Tuesday, November 15, 2011

In praise of nattering negativity, some thoughts on Dr. No by Dr. No enthusiast Gerard Henderson ...


(Above: "Apart from Nixon's announcement, we have our own strategic reasons for an early troop withdrawal - the Senate elections!" ... John Gorton demonstrating how the Liberal party was at the forefront of opposition to the Vietnam war).

Who can forget Christian Kerr pronouncing on Phillip Adams' program on the 17th October 2011 that we were in the "final days of Julia Gillard's leadership"? (You can listen here if you have bandwidth to spare and a life to waste).

Here we are already at the 15th of November, meaning soon enough it will be the final month of her leadership, and shortly after that - if she makes it to the end of December - the final year, unless of course Christian Kerr meant final days in the proper biblical end time rapture sense, where unbelievers might be smoted mightily and righteously, and so have the final days sword hanging over their heads for a couple of thousand years without blows to their necks being delivered ...

Now Bill Shorten, Mr.

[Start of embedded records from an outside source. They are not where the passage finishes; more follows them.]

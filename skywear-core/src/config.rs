use anyhow::{Context, Result, anyhow};
use directories::ProjectDirs;
use serde::{Deserialize, Serialize};
use std::{collections::HashMap, fs, path::PathBuf};

use crate::units::TemperatureUnit;

/// External services skywear can hold credentials for.
#[derive(Debug, Clone, Copy, PartialEq, Eq, Hash)]
pub enum ServiceId {
    OpenWeather,
    OpenAi,
}

impl ServiceId {
    pub fn as_str(&self) -> &'static str {
        match self {
            ServiceId::OpenWeather => "openweather",
            ServiceId::OpenAi => "openai",
        }
    }

    /// Environment variable that overrides the stored API key.
    pub fn env_var(&self) -> &'static str {
        match self {
            ServiceId::OpenWeather => "OPENWEATHER_API_KEY",
            ServiceId::OpenAi => "OPENAI_API_KEY",
        }
    }

    pub const fn all() -> &'static [ServiceId] {
        &[ServiceId::OpenWeather, ServiceId::OpenAi]
    }
}

impl std::fmt::Display for ServiceId {
    fn fmt(&self, f: &mut std::fmt::Formatter<'_>) -> std::fmt::Result {
        f.write_str(self.as_str())
    }
}

impl TryFrom<&str> for ServiceId {
    type Error = anyhow::Error;

    fn try_from(value: &str) -> Result<Self, Self::Error> {
        let lower = value.to_lowercase();

        match lower.as_str() {
            "openweather" => Ok(ServiceId::OpenWeather),
            "openai" => Ok(ServiceId::OpenAi),
            _ => Err(anyhow!(
                "Unknown service '{value}'. Supported services: openweather, openai."
            )),
        }
    }
}

/// Credentials and endpoint overrides for a single service.
#[derive(Debug, Clone, Serialize, Deserialize)]
pub struct ServiceConfig {
    pub api_key: String,

    #[serde(default, skip_serializing_if = "Option::is_none")]
    pub base_url: Option<String>,

    /// Only meaningful for the language-model service.
    #[serde(default, skip_serializing_if = "Option::is_none")]
    pub model: Option<String>,
}

/// Top-level configuration stored on disk.
#[derive(Debug, Clone, Serialize, Deserialize, Default)]
pub struct Config {
    /// City shown when none is given on the command line.
    #[serde(default, skip_serializing_if = "Option::is_none")]
    pub default_city: Option<String>,

    #[serde(default)]
    pub units: TemperatureUnit,

    /// Example TOML:
    /// [services.openweather]
    /// api_key = "..."
    #[serde(default)]
    pub services: HashMap<String, ServiceConfig>,
}

impl Config {
    pub fn service_config(&self, id: ServiceId) -> Option<&ServiceConfig> {
        self.services.get(id.as_str())
    }

    pub fn service_config_mut(&mut self, id: ServiceId) -> Option<&mut ServiceConfig> {
        self.services.get_mut(id.as_str())
    }

    pub fn set_default_city(&mut self, city: impl Into<String>) {
        self.default_city = Some(city.into());
    }

    /// Load config from disk, or return an empty default if it doesn't exist yet.
    pub fn load() -> Result<Self> {
        let path = Self::config_file_path()?;
        if !path.exists() {
            // First run: no config file, return empty.
            return Ok(Self::default());
        }

        let contents = fs::read_to_string(&path)
            .with_context(|| format!("Failed to read config file: {}", path.display()))?;

        Self::from_toml(&contents)
            .with_context(|| format!("Failed to parse config file: {}", path.display()))
    }

    pub fn from_toml(contents: &str) -> Result<Self> {
        Ok(toml::from_str(contents)?)
    }

    /// Save config to disk, creating parent directories as needed.
    pub fn save(&self) -> Result<()> {
        let path = Self::config_file_path()?;

        if let Some(parent) = path.parent() {
            fs::create_dir_all(parent).with_context(|| {
                format!("Failed to create config directory: {}", parent.display())
            })?;
        }

        let toml =
            toml::to_string_pretty(self).context("Failed to serialize configuration to TOML")?;

        fs::write(&path, toml)
            .with_context(|| format!("Failed to write config file: {}", path.display()))?;

        Ok(())
    }

    /// Path to the config file.
    pub fn config_file_path() -> Result<PathBuf> {
        let dirs = ProjectDirs::from("dev", "skywear", "skywear")
            .ok_or_else(|| anyhow!("Could not determine platform config directory"))?;

        Ok(dirs.config_dir().join("config.toml"))
    }

    /// Set/replace a service API key, keeping any endpoint overrides.
    pub fn upsert_service_api_key(&mut self, id: ServiceId, api_key: String) {
        match self.service_config_mut(id) {
            Some(existing) => existing.api_key = api_key,
            None => {
                self.services.insert(
                    id.as_str().to_string(),
                    ServiceConfig { api_key, base_url: None, model: None },
                );
            }
        }
    }

    /// Stored API key for a service, if present and non-empty.
    pub fn stored_api_key(&self, id: ServiceId) -> Option<&str> {
        self.service_config(id)
            .map(|cfg| cfg.api_key.as_str())
            .filter(|key| !key.trim().is_empty())
    }

    /// API key for a service; the service's environment variable wins over the file.
    pub fn api_key(&self, id: ServiceId) -> Option<String> {
        self.api_key_with(id, |name| std::env::var(name).ok())
    }

    fn api_key_with(&self, id: ServiceId, env: impl Fn(&str) -> Option<String>) -> Option<String> {
        env(id.env_var())
            .filter(|key| !key.trim().is_empty())
            .or_else(|| self.stored_api_key(id).map(str::to_owned))
    }

    pub fn is_service_configured(&self, id: ServiceId) -> bool {
        self.api_key(id).is_some()
    }
}

#[cfg(test)]
mod tests {
    use super::*;

    fn no_env(_: &str) -> Option<String> {
        None
    }

    #[test]
    fn service_id_as_str_roundtrip() {
        for id in ServiceId::all() {
            let parsed = ServiceId::try_from(id.as_str()).expect("roundtrip should succeed");
            assert_eq!(*id, parsed);
        }
        assert_eq!(ServiceId::try_from("OpenWeather").ok(), Some(ServiceId::OpenWeather));
    }

    #[test]
    fn unknown_service_error() {
        let err = ServiceId::try_from("doesnotexist").unwrap_err();
        assert!(err.to_string().contains("Unknown service"));
    }

    #[test]
    fn set_api_key_for_service() {
        let mut cfg = Config::default();

        cfg.upsert_service_api_key(ServiceId::OpenWeather, "OPEN_KEY".into());

        assert_eq!(cfg.stored_api_key(ServiceId::OpenWeather), Some("OPEN_KEY"));
        assert_eq!(cfg.api_key_with(ServiceId::OpenWeather, no_env), Some("OPEN_KEY".into()));
        assert_eq!(cfg.api_key_with(ServiceId::OpenAi, no_env), None);
    }

    #[test]
    fn upsert_keeps_endpoint_overrides() {
        let mut cfg = Config::default();
        cfg.upsert_service_api_key(ServiceId::OpenAi, "OLD".into());
        if let Some(svc) = cfg.service_config_mut(ServiceId::OpenAi) {
            svc.model = Some("llama3".into());
        }

        cfg.upsert_service_api_key(ServiceId::OpenAi, "NEW".into());

        let svc = cfg.service_config(ServiceId::OpenAi).expect("service must exist");
        assert_eq!(svc.api_key, "NEW");
        assert_eq!(svc.model.as_deref(), Some("llama3"));
    }

    #[test]
    fn environment_overrides_stored_key() {
        let mut cfg = Config::default();
        cfg.upsert_service_api_key(ServiceId::OpenWeather, "FILE_KEY".into());

        let env = |name: &str| (name == "OPENWEATHER_API_KEY").then(|| "ENV_KEY".to_string());

        assert_eq!(cfg.api_key_with(ServiceId::OpenWeather, env), Some("ENV_KEY".into()));
    }

    #[test]
    fn stored_key_marks_service_configured() {
        let mut cfg = Config::default();
        cfg.upsert_service_api_key(ServiceId::OpenWeather, "KEY".into());

        assert!(cfg.is_service_configured(ServiceId::OpenWeather));
        if std::env::var(ServiceId::OpenAi.env_var()).is_err() {
            assert!(!cfg.is_service_configured(ServiceId::OpenAi));
        }
    }

    #[test]
    fn blank_keys_count_as_missing() {
        let mut cfg = Config::default();
        cfg.upsert_service_api_key(ServiceId::OpenWeather, "   ".into());

        assert_eq!(cfg.api_key_with(ServiceId::OpenWeather, no_env), None);
        assert_eq!(cfg.api_key_with(ServiceId::OpenWeather, |_| Some(String::new())), None);
    }

    #[test]
    fn parses_toml_with_defaults() {
        let cfg = Config::from_toml(
            r#"
            default_city = "Oslo"
            units = "fahrenheit"

            [services.openai]
            api_key = "sk-test"
            model = "gpt-4o-mini"
            "#,
        )
        .expect("valid toml");

        assert_eq!(cfg.default_city.as_deref(), Some("Oslo"));
        assert_eq!(cfg.units, TemperatureUnit::Fahrenheit);
        assert_eq!(cfg.stored_api_key(ServiceId::OpenAi), Some("sk-test"));
        assert!(cfg.service_config(ServiceId::OpenWeather).is_none());

        let empty = Config::from_toml("").expect("empty toml is valid");
        assert_eq!(empty.units, TemperatureUnit::Celsius);
        assert!(empty.services.is_empty());
    }

    #[test]
    fn toml_roundtrip_preserves_services() {
        let mut cfg = Config::default();
        cfg.set_default_city("Reykjavik");
        cfg.upsert_service_api_key(ServiceId::OpenWeather, "KEY".into());

        let text = toml::to_string_pretty(&cfg).expect("serializable");
        let back = Config::from_toml(&text).expect("parsable");

        assert_eq!(back.default_city.as_deref(), Some("Reykjavik"));
        assert_eq!(back.stored_api_key(ServiceId::OpenWeather), Some("KEY"));
    }
}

Ambition himself, is sounding positively uxorious in Shorten sings her praises as PM's fortunes brighten.

Who knows in politics? Maybe Gillard will be done and dusted by Xmas and maybe not, but whatever, is there any punishment to be meted out for the languid sneering 'last days' call that Kerr delivered up with such emphatic certainty?

It's a good reminder of why, in the scheme of things, the idle chatter of the elite luxury commentariat class is always a waste of time, like the daily observations about the weather and fractional changes in the stock market (unless of course you have an interest in a particular stock), and the fluctuations in the polls that keep pollsters making out like bandits so the media can bang on endlessly about the fluctuating polls.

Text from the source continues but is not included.